I might not have seen The Beekeeper at all but for a fortuitous, or perhaps portentous, bit of timing. The film’s spoiler-heavy trailer found my attention not 15 minutes after I’d read New York Times editorialist Thomas L. Friedman’s “What Is Happening to Our World?”

“There are good seasons and there are bad seasons in this business,” Friedman begins, before spiraling into a heady bout of woe. “Brutal invasion of Ukraine… cascading effects of climate change… authoritarian drift… U.S.-China cold war.”

Egad!

Thankfully, the internet takes, and it sometimes giveth. Mired in op-ed funk, here ambled my unlikely savior in the form of a gasoline-pouring, Glock-whipping Jason Statham, no longer fighting prehistoric megasharks but somehow upholding international bureaucracy.

“I protect the hive,” says Statham. “When the system is out of balance, I correct it.”

The trailer’s taglines, in font like dripping honey: “EXPOSE THE CORRUPTION.” “FIGHT THE SYSTEM.”

Hang on. Are we balancing the system, or fighting it? Isn’t “expose the corruption” something they say at QAnon town halls? (Does QAnon hold town halls? With pastries and coffee and everything?) And has Statham aged even a single day since The Transporter came out 22 years ago?

Ayer’s hook had me by the cheek.

In his 2010 book Cinema Wars, film educator Douglas Kellner diagnosed the media’s darkening proclivities during the aughts. “The number of post-apocalyptic films in the Bush-Cheney years dramatically proliferated,” he writes. “Such films offer allegories of social collapse, dystopias that provide warnings that trends in the present age can spiral out of control and produce catastrophic disaster on a grand scale.”

Today, depending on point of view, our national nightmare comes in more flavors than you’ll find at a Baskin-Robbins. The Beekeeper hints at most of them. The film may not be overtly political, but it spits out political buzzwords and tropes frequently enough to activate our news-bloated serotonin receptors. We meet coastal elite Josh Hutcherson as he orders a flat white while riding a skateboard in his high-rise office. Hitjobs are called in from the gilded side room of a POTUS briefing. Rich folks are portrayed, almost without fail, as cocaine addicts committing corporate conspiracy in neon-lit, techno-blaring business dens.

“Contemporary Hollywood cinema,” writes Kellner, “can be read as a contest of representations and a contested terrain that reproduces existing social struggles and transcodes the political discourses of the era.”

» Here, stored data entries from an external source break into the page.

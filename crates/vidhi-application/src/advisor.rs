//! Conversational advice session.

use std::sync::Arc;

use tracing::warn;

use vidhi_core::Turn;
use vidhi_interaction::{
    GenerativeBackend, ModelRoute, ModelRouter, RequestPart, TaskKind,
};

/// Fallback when the backend answers without any text.
pub const EMPTY_RESPONSE_FALLBACK: &str =
    "Namaste. I apologize, I couldn't generate a response at this moment.";

/// Shown in place of a model reply when the backend call fails.
pub const BACKEND_FAILURE_APOLOGY: &str =
    "Namaste. I encountered a small issue connecting to the knowledge base. Please ask again.";

/// One advice conversation.
///
/// The session is an explicit handle: callers construct as many
/// independent sessions as they need and thread them through their own
/// state. The turn log is append-only; a failed backend call is recorded
/// as an error-flagged model turn and the session keeps accepting input.
pub struct AdvisorSession {
    backend: Arc<dyn GenerativeBackend>,
    route: ModelRoute,
    turns: Vec<Turn>,
}

impl AdvisorSession {
    /// Starts a fresh session bound to the advisory route.
    pub fn new(backend: Arc<dyn GenerativeBackend>, router: &ModelRouter) -> Self {
        Self::with_history(backend, router, Vec::new())
    }

    /// Starts a session seeded with prior turns, e.g. when the caller
    /// already rendered an opening message.
    pub fn with_history(
        backend: Arc<dyn GenerativeBackend>,
        router: &ModelRouter,
        prior_turns: Vec<Turn>,
    ) -> Self {
        Self {
            backend,
            route: router.route(TaskKind::AdvisoryReasoning),
            turns: prior_turns,
        }
    }

    /// Sends one user message and returns the response text.
    ///
    /// The user turn and the resulting model turn are both appended to
    /// the session, success or failure. This method never fails: backend
    /// errors become an error-flagged turn carrying a fixed apology.
    pub async fn advise(&mut self, user_text: &str) -> String {
        let history = self.turns.clone();
        self.turns.push(Turn::user(user_text));

        let request = self
            .route
            .request(history, vec![RequestPart::Text(user_text.to_string())]);

        match self.backend.generate(request).await {
            Ok(reply) => {
                let text = if reply.text.is_empty() {
                    EMPTY_RESPONSE_FALLBACK.to_string()
                } else {
                    reply.text
                };
                self.turns.push(Turn::model(text.clone()));
                text
            }
            Err(err) => {
                warn!(error = %err, "advice call failed, recording error turn");
                self.turns.push(Turn::model_error(BACKEND_FAILURE_APOLOGY));
                BACKEND_FAILURE_APOLOGY.to_string()
            }
        }
    }

    /// The accumulated conversation, oldest first.
    pub fn turns(&self) -> &[Turn] {
        &self.turns
    }
}

#[cfg(test)]
mod tests {
    use super::*;
    use crate::testing::MockBackend;
    use vidhi_core::{TurnRole, VidhiError};
    use vidhi_interaction::BackendReply;

    fn reply(text: &str) -> BackendReply {
        BackendReply {
            text: text.to_string(),
            grounding: vec![],
        }
    }

    #[tokio::test]
    async fn two_calls_produce_four_turns_in_order() {
        let backend = Arc::new(MockBackend::new());
        backend.push_ok(reply("You have the right to..."));
        backend.push_ok(reply("Next, file an FIR."));

        let mut session = AdvisorSession::new(backend.clone(), &ModelRouter::new());
        session.advise("My landlord locked me out").await;
        session.advise("What do I do first?").await;

        let roles: Vec<TurnRole> = session.turns().iter().map(|t| t.role).collect();
        assert_eq!(
            roles,
            vec![
                TurnRole::User,
                TurnRole::Model,
                TurnRole::User,
                TurnRole::Model
            ]
        );
        assert_eq!(session.turns()[0].text, "My landlord locked me out");
        assert_eq!(session.turns()[3].text, "Next, file an FIR.");
    }

    #[tokio::test]
    async fn second_call_carries_accumulated_history() {
        let backend = Arc::new(MockBackend::new());
        backend.push_ok(reply("First answer"));
        backend.push_ok(reply("Second answer"));

        let mut session = AdvisorSession::new(backend.clone(), &ModelRouter::new());
        session.advise("one").await;
        session.advise("two").await;

        let requests = backend.requests();
        assert!(requests[0].history.is_empty());
        assert_eq!(requests[1].history.len(), 2);
        assert_eq!(requests[1].history[1].text, "First answer");
    }

    #[tokio::test]
    async fn backend_failure_becomes_error_turn_and_session_continues() {
        let backend = Arc::new(MockBackend::new());
        backend.push_err(VidhiError::backend("connection refused", true));
        backend.push_ok(reply("Back online."));

        let mut session = AdvisorSession::new(backend.clone(), &ModelRouter::new());
        let text = session.advise("hello?").await;
        assert_eq!(text, BACKEND_FAILURE_APOLOGY);

        let error_turn = &session.turns()[1];
        assert_eq!(error_turn.role, TurnRole::Model);
        assert!(error_turn.is_error);

        // The failed exchange stays in the log; the next call still works.
        let text = session.advise("are you there?").await;
        assert_eq!(text, "Back online.");
        assert_eq!(session.turns().len(), 4);
    }

    #[tokio::test]
    async fn empty_reply_text_gets_fixed_fallback() {
        let backend = Arc::new(MockBackend::new());
        backend.push_ok(BackendReply::default());

        let mut session = AdvisorSession::new(backend, &ModelRouter::new());
        let text = session.advise("hello").await;
        assert_eq!(text, EMPTY_RESPONSE_FALLBACK);
        assert!(!session.turns()[1].is_error);
    }

    #[tokio::test]
    async fn seeded_history_is_sent_to_the_backend() {
        let backend = Arc::new(MockBackend::new());
        backend.push_ok(reply("Continuing."));

        let prior = vec![Turn::model("Namaste. I am your legal companion.")];
        let mut session =
            AdvisorSession::with_history(backend.clone(), &ModelRouter::new(), prior);
        session.advise("thanks").await;

        let requests = backend.requests();
        assert_eq!(requests[0].history.len(), 1);
        assert_eq!(requests[0].history[0].role, TurnRole::Model);
        assert_eq!(session.turns().len(), 3);
    }
}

Ayer and Wimmer, to their credit, deliver enough puns to keep The Beekeeper lighthearted. The necessary grain of salt is Statham, whose mere presence indicates unseriousness. Still, speak enough about conspiracy and the notion seems to linger after the theater lights turn on, a kind of low-level pollution. Look no further than this weekend’s reporting on the Iowa caucuses, where, per The New York Times, “voters plow through snowy streets to hear from candidates, mingle at campaign events and casually talk of the prospect of World War III, civil unrest and a nation coming apart at the seams.”

“There’s a civil war coming,” says a 65-year-old chemical engineer named Mark Binns. “I’m convinced of it.”

How many interviews did it take to pull that quote? Three or four? Regardless, the quilt of our collective American reality is looking a bit frayed these days. A bit dog-chewed. I don’t think The Meg bears any relation to this phenomenon. And to be clear: I’m not sure The Beekeeper does, either. But does it mean something that you could at least ask the question?